**THE TASK**:
Output the entries below exactly, from the first line to the line holding "const LOCATION_PREFIXES: &[&str]", both included.

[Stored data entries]

//! lifelog-hybrid
//!
//! Keyword + vector retrieval fused with Reciprocal Rank Fusion. The keyword
//! side is a small BM25 index built from the documents the vector index
//! already stores; the vector side is delegated to the `VectorIndex`
//! collaborator. Scores from the two sides are never compared directly.

pub mod bm25;
pub mod ranker;
pub mod rrf;

pub use ranker::{HybridRanker, HybridResult, HybridSearchOptions, HybridStats};
use chrono::NaiveDate;
use regex::{Regex, RegexBuilder};
use std::collections::BTreeSet;
use std::sync::LazyLock;
use tracing::{debug, warn};

use lifelog_core::config::LexicalConfig;
use lifelog_core::error::{Error, Result};
use lifelog_core::text::{fold_case, snippet};
use lifelog_core::types::{sort_by_score, SearchResult, StrategyKind};

use crate::index::{IndexSnapshot, IndexedDocument, PatternIndex};
use crate::phrase::{extract, ExtractedQuery};

static RE_WHERE_QUESTION: LazyLock<Option<Regex>> =
    LazyLock::new(|| Regex::new(r"(?i)^\s*where\b|\bwhere\s+(?:did|do|does|was|were|is|are|am)\b").ok());

/// Words that mark the following phrase as a place ("lunch at Smoothie King").
const LOCATION_PREFIXES: &[&str] = &["at", "in", "near", "to", "from", "inside", "outside", "visited", "visit"];
/// Words that mark the preceding phrase as a place ("the Smoothie King store").
const LOCATION_SUFFIXES: &[&str] =
    &["restaurant", "cafe", "café", "store", "shop", "office", "park", "mall", "street", "building", "station"];

/// Positions kept per query unit when computing proximity.
const MAX_POSITIONS: usize = 64;

#[derive(Debug, Clone, PartialEq)]
pub struct SearchOptions {
    pub max_results: usize,
    /// Results scoring below this are dropped.
    pub score_threshold: f64,
    pub case_sensitive: bool,
    /// Only count matches bounded by non-alphanumeric characters.
    pub whole_word: bool,
}

impl Default for SearchOptions {
    fn default() -> Self {
        Self { max_results: 20, score_threshold: 0.0, case_sensitive: false, whole_word: true }
    }
}

#[derive(Debug, Default)]
struct Scored {
    raw: f64,
    matched_terms: Vec<String>,
    matched_phrases: Vec<String>,
    spans: Vec<(usize, usize)>,
}

/// Per-query scoring state, applied to each candidate document.
struct Matcher<'a> {
    config: &'a LexicalConfig,
    opts: &'a SearchOptions,
    query: &'a ExtractedQuery,
    where_question: bool,
}

impl Matcher<'_> {
    fn haystack<'d>(&self, doc: &'d IndexedDocument) -> &'d str {
        if self.opts.case_sensitive {
            &doc.text
        } else {
            &doc.folded_text
        }
    }

    fn score(&self, doc: &IndexedDocument) -> Option<Scored> {
        let hay = self.haystack(doc);
        let mut out = Scored::default();
        let mut units: Vec<Vec<usize>> = Vec::new();
        let mut entity_signals = 0usize;
        let cfg = self.config;

        for phrase in &self.query.phrases {
            let needle = if self.opts.case_sensitive { phrase.text.as_str() } else { phrase.folded.as_str() };
            let hits = occurrences(hay, needle, self.opts.whole_word);
            if hits.is_empty() {
                // Partial credit for the phrase's words found on their own.
                for word in &phrase.words {
                    let needle = if self.opts.case_sensitive { original_word(&phrase.text, word) } else { word.clone() };
                    let hits = occurrences(hay, &needle, self.opts.whole_word);
                    if hits.is_empty() {
                        continue;
                    }
                    out.raw += cfg.phrase_word_weight * cfg.token_weight * weighted_count(&hits, doc.title_len, cfg);
                    push_unique(&mut out.matched_terms, word);
                    out.spans.extend(hits.iter().map(|&s| (s, s + needle.len())));
                    units.push(hits);
                }
                continue;
            }
            out.raw += cfg.phrase_weight * cfg.token_weight * weighted_count(&hits, doc.title_len, cfg);
            if self.where_question && hits.iter().any(|&s| near_location_cue(hay, s, s + needle.len())) {
                out.raw += cfg.location_boost;
            }
            push_unique(&mut out.matched_phrases, &phrase.folded);
            entity_signals += 1;
            out.spans.extend(hits.iter().map(|&s| (s, s + needle.len())));
            units.push(hits);
        }

        for term in &self.query.terms {
            let needle = if self.opts.case_sensitive { term.original.as_str() } else { term.folded.as_str() };
            let hits = occurrences(hay, needle, self.opts.whole_word);
            if hits.is_empty() {
                continue;
            }
            out.raw += cfg.token_weight * weighted_count(&hits, doc.title_len, cfg);
            push_unique(&mut out.matched_terms, &term.folded);
            if term.is_entity {
                entity_signals += 1;
            }
            out.spans.extend(hits.iter().map(|&s| (s, s + needle.len())));
            units.push(hits);
        }

        if out.raw <= 0.0 {
            return None;
        }
        out.raw += cfg.proximity_weight * proximity_bonus(&units, cfg.proximity_window);
        if entity_signals >= 2 {
            out.raw *= cfg.cooccurrence_multiplier;
        }
        Some(out)
    }
}

/// Maps a raw lexical score into `[0, 1)`, penalizing long documents.
pub fn normalize_score(raw: f64, char_len: usize, config: &LexicalConfig) -> f64 {
    let length_norm = (char_len as f64 / 1000.0).sqrt().max(config.length_floor);
    let x = config.damping * raw / length_norm;
    x / (1.0 + x)
}

/// Byte offsets of `needle` in `hay`. Overlapping matches are not counted.
fn occurrences(hay: &str, needle: &str, whole_word: bool) -> Vec<usize> {
    if needle.is_empty() {
        return Vec::new();
    }
    hay.match_indices(needle)
        .map(|(start, _)| start)
        .filter(|&start| !whole_word || is_word_bounded(hay, start, start + needle.len()))
        .collect()
}

fn is_word_bounded(hay: &str, start: usize, end: usize) -> bool {
    let before = hay[..start].chars().next_back().is_none_or(|c| !c.is_alphanumeric());
    let after = hay[end..].chars().next().is_none_or(|c| !c.is_alphanumeric());
    before && after
}

/// Occurrence count with matches inside the title counted `title_weight` times.
fn weighted_count(hits: &[usize], title_len: usize, config: &LexicalConfig) -> f64 {
    let in_title = hits.iter().filter(|&&s| s < title_len).count() as f64;
    hits.len() as f64 + in_title * (config.title_weight - 1.0)
}

/// Sum over pairs of distinct query units of `1 - d / window`, where `d` is
/// the closest distance between the two units inside the window.
fn proximity_bonus(units: &[Vec<usize>], window: usize) -> f64 {
    if window == 0 {
        return 0.0;
    }
    let mut bonus = 0.0;
    for (i, a) in units.iter().enumerate() {
        for b in &units[i + 1..] {
            let closest = a
                .iter()
                .take(MAX_POSITIONS)
                .flat_map(|&x| b.iter().take(MAX_POSITIONS).map(move |&y| x.abs_diff(y)))
                .min();
            if let Some(d) = closest.filter(|&d| d < window) {
                bonus += 1.0 - d as f64 / window as f64;
            }
        }
    }
    bonus
}

fn near_location_cue(hay: &str, start: usize, end: usize) -> bool {
    let before = hay[..start].split(|c: char| !c.is_alphanumeric()).rfind(|w| !w.is_empty());
    let after = hay[end..].split(|c: char| !c.is_alphanumeric()).find(|w| !w.is_empty());
    before.is_some_and(|w| LOCATION_PREFIXES.contains(&fold_case(w).as_str()))
        || after.is_some_and(|w| LOCATION_SUFFIXES.contains(&fold_case(w).as_str()))
}

/// The word of `phrase` whose folded form is `folded`, as written.
fn original_word(phrase: &str, folded: &str) -> String {
    phrase
        .split(|c: char| !c.is_alphanumeric())
        .find(|w| fold_case(w) == folded)
        .map_or_else(|| folded.to_string(), str::to_string)
}

fn push_unique(list: &mut Vec<String>, value: &str) {
    if !list.iter().any(|v| v == value) {
        list.push(value.to_string());
    }
}

fn highlights(text: &str, spans: &mut [(usize, usize)], config: &LexicalConfig) -> Vec<String> {
    spans.sort_unstable();
    let mut out = Vec::new();
    let mut covered_to = 0usize;
    for &(start, end) in spans.iter() {
        if out.len() >= config.max_highlights {
            break;
        }
        if !out.is_empty() && start < covered_to {
            continue;
        }
        out.push(snippet(text, start, end, config.snippet_radius));
        covered_to = end + config.snippet_radius;
    }
    out
}

fn to_result(doc: &IndexedDocument, mut scored: Scored, config: &LexicalConfig) -> SearchResult {
    let score = normalize_score(scored.raw, doc.length, config);
    let mut result = SearchResult::new(doc.document.id.clone(), score)
        .with_document(doc.document.clone())
        .with_source(StrategyKind::Lexical);
    result.highlights = highlights(&doc.text, &mut scored.spans, config);
    result.metadata.raw_score = Some(scored.raw);
    result.metadata.matched_terms = scored.matched_terms;
    result.metadata.matched_phrases = scored.matched_phrases;
    result
}

fn finish(mut results: Vec<SearchResult>, opts: &SearchOptions) -> Vec<SearchResult> {
    results.retain(|r| r.score >= opts.score_threshold);
    sort_by_score(&mut results);
    results.truncate(opts.max_results);
    results
}

impl PatternIndex {
    /// Phrase-aware keyword search. Only documents sharing at least one term
    /// or phrase word with the query are scored.
    pub fn search(&self, query: &str, opts: &SearchOptions) -> Vec<SearchResult> {
        let snapshot = self.snapshot();
        let extracted = extract(query);
        if extracted.is_empty() || snapshot.docs.is_empty() {
            return Vec::new();
        }
        let slots = query_candidates(&snapshot, &extracted);
        let results = self.score_slots(&snapshot, &extracted, query, slots, opts);
        debug!(query, results = results.len(), "lexical search");
        results
    }

    /// Documents recorded within `[start, end]`. With a non-blank `query`
    /// they are scored like [`PatternIndex::search`] and non-matching ones
    /// dropped; without one every document in range scores `1.0`, oldest first.
    pub fn search_by_date_range(
        &self,
        start: NaiveDate,
        end: NaiveDate,
        query: Option<&str>,
        opts: &SearchOptions,
    ) -> Vec<SearchResult> {
        let snapshot = self.snapshot();
        if start > end {
            return Vec::new();
        }
        let slots: BTreeSet<usize> = snapshot.by_date.range(start..=end).flat_map(|(_, s)| s.iter().copied()).collect();
        match query.map(str::trim).filter(|q| !q.is_empty()) {
            Some(q) => {
                let extracted = extract(q);
                if extracted.is_empty() {
                    return self.date_only(&snapshot, start, end, opts);
                }
                self.score_slots(&snapshot, &extracted, q, slots, opts)
            }
            None => self.date_only(&snapshot, start, end, opts),
        }
    }

    /// Full scan with a user-supplied regular expression. A pattern that
    /// fails to compile yields no results.
    pub fn regex_search(&self, pattern: &str, opts: &SearchOptions) -> Vec<SearchResult> {
        self.try_regex_search(pattern, opts).unwrap_or_else(|e| {
            warn!(error = %e, "returning no results");
            Vec::new()
        })
    }

    /// Like [`regex_search`](Self::regex_search), but reports a pattern that
    /// fails to compile as [`Error::InvalidPattern`].
    pub fn try_regex_search(&self, pattern: &str, opts: &SearchOptions) -> Result<Vec<SearchResult>> {
        let re = RegexBuilder::new(pattern)
            .case_insensitive(!opts.case_sensitive)
            .build()
            .map_err(|e| Error::InvalidPattern { pattern: pattern.to_string(), reason: e.to_string() })?;
        let snapshot = self.snapshot();
        let config = &self.config;
        let mut results = Vec::new();
        for doc in &snapshot.docs {
            let spans: Vec<(usize, usize)> =
                re.find_iter(&doc.text).filter(|m| !m.is_empty()).map(|m| (m.start(), m.end())).collect();
            if spans.is_empty() {
                continue;
            }
            let starts: Vec<usize> = spans.iter().map(|s| s.0).collect();
            let mut matched: Vec<String> = Vec::new();
            for &(s, e) in &spans {
                push_unique(&mut matched, &fold_case(&doc.text[s..e]));
            }
            let scored = Scored {
                raw: config.token_weight * weighted_count(&starts, doc.title_len, config),
                matched_terms: matched,
                matched_phrases: Vec::new(),
                spans,
            };
            results.push(to_result(doc, scored, config));
        }
        Ok(finish(results, opts))
    }

    fn score_slots(
        &self,
        snapshot: &IndexSnapshot,
        extracted: &ExtractedQuery,
        query: &str,
        slots: BTreeSet<usize>,
        opts: &SearchOptions,
    ) -> Vec<SearchResult> {
        let where_question = RE_WHERE_QUESTION.as_ref().is_some_and(|re| re.is_match(query));
        let matcher = Matcher { config: &self.config, opts, query: extracted, where_question };
        let results = slots
            .into_iter()
            .filter_map(|slot| {
                let doc = &snapshot.docs[slot];
                matcher.score(doc).map(|scored| to_result(doc, scored, &self.config))
            })
            .collect();
        finish(results, opts)
    }

    fn date_only(&self, snapshot: &IndexSnapshot, start: NaiveDate, end: NaiveDate, opts: &SearchOptions) -> Vec<SearchResult> {
        let mut results = Vec::new();
        for (date, slots) in snapshot.by_date.range(start..=end) {
            for &slot in slots {
                let doc = &snapshot.docs[slot];
                let mut result = SearchResult::new(doc.document.id.clone(), 1.0)
                    .with_document(doc.document.clone())
                    .with_source(StrategyKind::DateRange);
                result.add_highlight(format!("Date match: {date}"));
                results.push(result);
            }
        }
        finish(results, opts)
    }
}

fn query_candidates(snapshot: &IndexSnapshot, extracted: &ExtractedQuery) -> BTreeSet<usize> {
    let words: Vec<String> = extracted
        .terms
        .iter()
        .map(|t| t.folded.clone())
        .chain(extracted.phrases.iter().flat_map(|p| p.words.iter().cloned()))
        .collect();
    snapshot.candidates(&words)
}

**RESPONSE**:
//! lifelog-hybrid
//!
//! Keyword + vector retrieval fused with Reciprocal Rank Fusion. The keyword
//! side is a small BM25 index built from the documents the vector index
//! already stores; the vector side is delegated to the `VectorIndex`
//! collaborator. Scores from the two sides are never compared directly.

pub mod bm25;
pub mod ranker;
pub mod rrf;

pub use ranker::{HybridRanker, HybridResult, HybridSearchOptions, HybridStats};
use chrono::NaiveDate;
use regex::{Regex, RegexBuilder};
use std::collections::BTreeSet;
use std::sync::LazyLock;
use tracing::{debug, warn};

use lifelog_core::config::LexicalConfig;
use lifelog_core::error::{Error, Result};
use lifelog_core::text::{fold_case, snippet};
use lifelog_core::types::{sort_by_score, SearchResult, StrategyKind};

use crate::index::{IndexSnapshot, IndexedDocument, PatternIndex};
use crate::phrase::{extract, ExtractedQuery};

static RE_WHERE_QUESTION: LazyLock<Option<Regex>> =
    LazyLock::new(|| Regex::new(r"(?i)^\s*where\b|\bwhere\s+(?:did|do|does|was|were|is|are|am)\b").ok());

/// Words that mark the following phrase as a place ("lunch at Smoothie King").
const LOCATION_PREFIXES: &[&str] = &["at", "in", "near", "to", "from", "inside", "outside", "visited", "visit"];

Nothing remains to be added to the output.